» **TASK ITEM**
What you return must be an exact copy of the lines in the listing below between the line holding "fn sync_selection(&mut self)" and the line holding "fn default() ->", inclusive, and nothing more.

» **RECORD EXTRACTS**
//! Application state machine.
//!
//! The app owns both panes and the confirmation overlay, routes key
//! events (overlay first, then name entry, then global keys, then the
//! focused pane) and fans completion messages out to every pane. All
//! mutation happens here, one key event or message at a time.

use super::confirm::{ConfirmAction, ConfirmDialog};
use super::diff::DiffPane;
use super::list::WorkspaceListPane;
use super::msg::{Action, Msg};
use super::pane::Pane;
use crossterm::event::{KeyCode, KeyEvent, KeyModifiers};

/// Which pane receives navigation keys.
#[derive(Debug, Clone, Copy, PartialEq, Eq)]
pub enum Focus {
    WorkspaceList,
    DiffView,
}

pub struct App {
    pub list: WorkspaceListPane,
    pub diff: DiffPane,
    pub confirm: ConfirmDialog,
    pub focus: Focus,
    pub should_quit: bool,
}

impl App {
    pub fn new() -> Self {
        Self {
            list: WorkspaceListPane::new(),
            diff: DiffPane::new(),
            confirm: ConfirmDialog::new(),
            focus: Focus::WorkspaceList,
            should_quit: false,
        }
    }

    /// Actions to dispatch on startup.
    pub fn init(&mut self) -> Vec<Action> {
        let mut actions = self.list.init();
        actions.extend(self.diff.init());
        actions
    }

    /// Route a key event, returning the actions to dispatch.
    pub fn handle_key(&mut self, key: KeyEvent) -> Vec<Action> {
        // The overlay eats everything while visible.
        if self.confirm.visible() {
            if let Some(outcome) = self.confirm.handle_key(key)
                && outcome.confirmed
            {
                let ConfirmAction::DeleteWorkspace(name) = outcome.action;
                return vec![Action::DeleteWorkspace { name }];
            }
            return Vec::new();
        }

        // Name entry captures printable keys, so global bindings are
        // suspended while it is active (except ctrl-c).
        if self.list.in_name_entry() {
            if key.modifiers.contains(KeyModifiers::CONTROL) && key.code == KeyCode::Char('c') {
                self.should_quit = true;
                return Vec::new();
            }
            let events = self.list.handle_key(key);
            return self.absorb(events);
        }

        match key.code {
            KeyCode::Char('q') => {
                self.should_quit = true;
                return Vec::new();
            }
            KeyCode::Char('c') if key.modifiers.contains(KeyModifiers::CONTROL) => {
                self.should_quit = true;
                return Vec::new();
            }
            KeyCode::Tab => {
                self.focus = match self.focus {
                    Focus::WorkspaceList => Focus::DiffView,
                    Focus::DiffView => Focus::WorkspaceList,
                };
                return Vec::new();
            }
            KeyCode::Char('r') => {
                return self.refresh();
            }
            _ => {}
        }

        let actions = match self.focus {
            Focus::WorkspaceList => self.list.handle_key(key),
            Focus::DiffView => self.diff.handle_key(key),
        };
        let mut actions = self.absorb(actions);
        actions.extend(self.sync_selection());
        actions
    }

    /// Fold a completion message into every pane.
    pub fn apply(&mut self, msg: &Msg) -> Vec<Action> {
        let mut actions = self.list.update(msg);
        actions.extend(self.diff.update(msg));
        let mut actions = self.absorb(actions);
        actions.extend(self.sync_selection());
        actions
    }

    /// Reload both the list and the current diff.
    pub fn refresh(&mut self) -> Vec<Action> {
        let mut actions = vec![Action::LoadWorkspaces];
        if let Some(name) = self.list.selected_name() {
            let name = name.to_string();
            self.diff.begin_load(&name);
            actions.push(Action::LoadDiff { workspace: name });
        }
        actions
    }

    /// Intercept actions the app resolves itself: `ConfirmDelete` raises
    /// the overlay, and `LoadDiff` marks the diff pane loading so a
    /// stale in-flight result cannot land after it.
    fn absorb(&mut self, actions: Vec<Action>) -> Vec<Action> {
        let mut out = Vec::with_capacity(actions.len());
        for action in actions {
            match action {
                Action::ConfirmDelete { name } => {
                    self.confirm.show(
                        format!("Delete workspace '{name}'?"),
                        ConfirmAction::DeleteWorkspace(name),
                    );
                }
                Action::LoadDiff { workspace } => {
                    self.diff.begin_load(&workspace);
                    out.push(Action::LoadDiff { workspace });
                }
                other => out.push(other),
            }
        }
        out
    }

    /// Keep the diff pane pointed at the selected workspace; emits a
    /// load when the selection moved.
    fn sync_selection(&mut self) -> Vec<Action> {
        let Some(selected) = self.list.selected_name() else {
            return Vec::new();
        };
        if self.diff.for_workspace() == Some(selected) {
            return Vec::new();
        }
        let selected = selected.to_string();
        self.diff.begin_load(&selected);
        vec![Action::LoadDiff { workspace: selected }]
    }
}

impl Default for App {
    fn default() -> Self {
        Self::new()
    }
}

#[cfg(test)]
mod tests {
    use super::*;
    use crate::jj::Workspace;
    use crate::workspace::{AgentState, WorkspaceItem};

    fn items(names: &[&str]) -> Vec<WorkspaceItem> {
        names
            .iter()
            .map(|name| WorkspaceItem {
                workspace: Workspace {
                    name: name.to_string(),
                    change_id: None,
                },
                state: AgentState::None,
            })
            .collect()
    }

    fn key(code: KeyCode) -> KeyEvent {
        KeyEvent::new(code, KeyModifiers::NONE)
    }

    fn loaded_app(names: &[&str]) -> App {
        let mut app = App::new();
        app.apply(&Msg::WorkspacesLoaded(Ok(items(names))));
        app
    }

    #[test]
    fn test_init_loads_workspaces() {
        let mut app = App::new();
        assert_eq!(app.init(), vec![Action::LoadWorkspaces]);
    }

    #[test]
    fn test_first_load_triggers_diff_for_selection() {
        let mut app = App::new();
        let actions = app.apply(&Msg::WorkspacesLoaded(Ok(items(&["default", "agent-1"]))));
        assert_eq!(actions, vec![Action::LoadDiff { workspace: "default".to_string() }]);
        assert_eq!(app.diff.for_workspace(), Some("default"));
    }

    #[test]
    fn test_moving_cursor_loads_new_diff() {
        let mut app = loaded_app(&["default", "agent-1"]);
        let actions = app.handle_key(key(KeyCode::Char('j')));
        assert_eq!(actions, vec![Action::LoadDiff { workspace: "agent-1".to_string() }]);
    }

    #[test]
    fn test_unmoved_cursor_does_not_reload_diff() {
        let mut app = loaded_app(&["default"]);
        let actions = app.handle_key(key(KeyCode::Char('k')));
        assert!(actions.is_empty());
    }

    #[test]
    fn test_quit_keys() {
        let mut app = loaded_app(&["default"]);
        app.handle_key(key(KeyCode::Char('q')));
        assert!(app.should_quit);

        let mut app = loaded_app(&["default"]);
        app.handle_key(KeyEvent::new(KeyCode::Char('c'), KeyModifiers::CONTROL));
        assert!(app.should_quit);
    }

    #[test]
    fn test_q_is_text_during_name_entry() {
        let mut app = loaded_app(&["default"]);
        app.handle_key(key(KeyCode::Char('a')));
        assert!(app.list.in_name_entry());
        app.handle_key(key(KeyCode::Char('q')));
        assert!(!app.should_quit);
        assert!(app.list.in_name_entry());
    }

    #[test]
    fn test_tab_toggles_focus() {
        let mut app = loaded_app(&["default"]);
        assert_eq!(app.focus, Focus::WorkspaceList);
        app.handle_key(key(KeyCode::Tab));
        assert_eq!(app.focus, Focus::DiffView);
        app.handle_key(key(KeyCode::Tab));
        assert_eq!(app.focus, Focus::WorkspaceList);
    }

    #[test]
    fn test_delete_flow_requires_confirmation() {
        let mut app = loaded_app(&["default", "agent-1"]);
        app.handle_key(key(KeyCode::Char('j')));

        let actions = app.handle_key(key(KeyCode::Char('d')));
        assert!(actions.is_empty());
        assert!(app.confirm.visible());

        // Declining leaves everything untouched.
        let actions = app.handle_key(key(KeyCode::Char('n')));
        assert!(actions.is_empty());
        assert!(!app.confirm.visible());

        app.handle_key(key(KeyCode::Char('d')));
        let actions = app.handle_key(key(KeyCode::Char('y')));
        assert_eq!(actions, vec![Action::DeleteWorkspace { name: "agent-1".to_string() }]);
    }

    #[test]
    fn test_overlay_swallows_global_keys() {
        let mut app = loaded_app(&["default", "agent-1"]);
        app.handle_key(key(KeyCode::Char('j')));
        app.handle_key(key(KeyCode::Char('d')));

        let actions = app.handle_key(key(KeyCode::Char('q')));
        assert!(actions.is_empty());
        assert!(!app.should_quit);
        assert!(app.confirm.visible());
    }

    #[test]
    fn test_create_flow_is_optimistic() {
        let mut app = loaded_app(&["default"]);
        app.handle_key(key(KeyCode::Char('a')));
        let actions = app.handle_key(key(KeyCode::Enter));
        assert!(actions.contains(&Action::CreateWorkspace { name: "agent-1".to_string() }));
        assert_eq!(app.list.pending_create(), Some("agent-1"));

        let actions = app.apply(&Msg::WorkspaceAdded {
            name: "agent-1".to_string(),
            result: Ok(()),
        });
        assert!(actions.contains(&Action::LoadWorkspaces));
        assert!(app.list.pending_create().is_none());
    }

    #[test]
    fn test_refresh_reloads_list_and_diff() {
        let mut app = loaded_app(&["default"]);
        let actions = app.handle_key(key(KeyCode::Char('r')));
        assert_eq!(
            actions,
            vec![
                Action::LoadWorkspaces,
                Action::LoadDiff { workspace: "default".to_string() },
            ]
        );
    }
}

» **WRITTEN RESPONSE**
    fn sync_selection(&mut self) -> Vec<Action> {
        let Some(selected) = self.list.selected_name() else {
            return Vec::new();
        };
        if self.diff.for_workspace() == Some(selected) {
            return Vec::new();
        }
        let selected = selected.to_string();
        self.diff.begin_load(&selected);
        vec![Action::LoadDiff { workspace: selected }]
    }
}

impl Default for App {
    fn default() -> Self {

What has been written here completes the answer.